(Saved data entries)
'''
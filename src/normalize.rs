//! Title canonicalization for publication identity.
//!
//! Two sightings of the same publication rarely agree byte-for-byte on the
//! title: accents get dropped, punctuation varies, whitespace differs. The
//! normalized key is the sole cross-record identity signal for publications
//! that lack a stable `author_pub_id`.

use unicode_normalization::char::is_combining_mark;
use unicode_normalization::UnicodeNormalization;

/// Canonicalize a publication title into a dedupe key.
///
/// NFKD-decomposes, strips combining (diacritical) marks, replaces every
/// character that is not a word character or whitespace with a space,
/// collapses whitespace runs, trims and lowercases. Deterministic and total:
/// empty or punctuation-only input yields the empty string.
pub fn title_key(title: &str) -> String {
    let stripped: String = title
        .nfkd()
        .filter(|c| !is_combining_mark(*c))
        .map(|c| {
            if c.is_alphanumeric() || c == '_' || c.is_whitespace() {
                c
            } else {
                ' '
            }
        })
        .collect();

    stripped
        .split_whitespace()
        .collect::<Vec<_>>()
        .join(" ")
        .to_lowercase()
}

/// Dedupe key for a publication: the normalized title, or an id-derived
/// fallback when the title normalizes to nothing.
pub fn dedupe_key(title: Option<&str>, author_pub_id: &str) -> String {
    let key = title_key(title.unwrap_or_default());
    if key.is_empty() {
        format!("__id__:{}", author_pub_id)
    } else {
        key
    }
}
'''
## Exercise aim
The records need to be reproduced in their entirety, word for word.

## Answer section
filename src/normalize.rs
//! Title canonicalization for publication identity.
//!
//! Two sightings of the same publication rarely agree byte-for-byte on the
//! title: accents get dropped, punctuation varies, whitespace differs. The
//! normalized key is the sole cross-record identity signal for publications
//! that lack a stable `author_pub_id`.

use unicode_normalization::char::is_combining_mark;
use unicode_normalization::UnicodeNormalization;

/// Canonicalize a publication title into a dedupe key.
///
/// NFKD-decomposes, strips combining (diacritical) marks, replaces every
/// character that is not a word character or whitespace with a space,
/// collapses whitespace runs, trims and lowercases. Deterministic and total:
/// empty or punctuation-only input yields the empty string.
pub fn title_key(title: &str) -> String {
    let stripped: String = title
        .nfkd()
        .filter(|c| !is_combining_mark(*c))
        .map(|c| {
            if c.is_alphanumeric() || c == '_' || c.is_whitespace() {
                c
            } else {
                ' '
            }
        })
        .collect();

    stripped
        .split_whitespace()
        .collect::<Vec<_>>()
        .join(" ")
        .to_lowercase()
}

/// Dedupe key for a publication: the normalized title, or an id-derived
/// fallback when the title normalizes to nothing.
pub fn dedupe_key(title: Option<&str>, author_pub_id: &str) -> String {
    let key = title_key(title.unwrap_or_default());
    if key.is_empty() {
        format!("__id__:{}", author_pub_id)
    } else {
        key
    }
}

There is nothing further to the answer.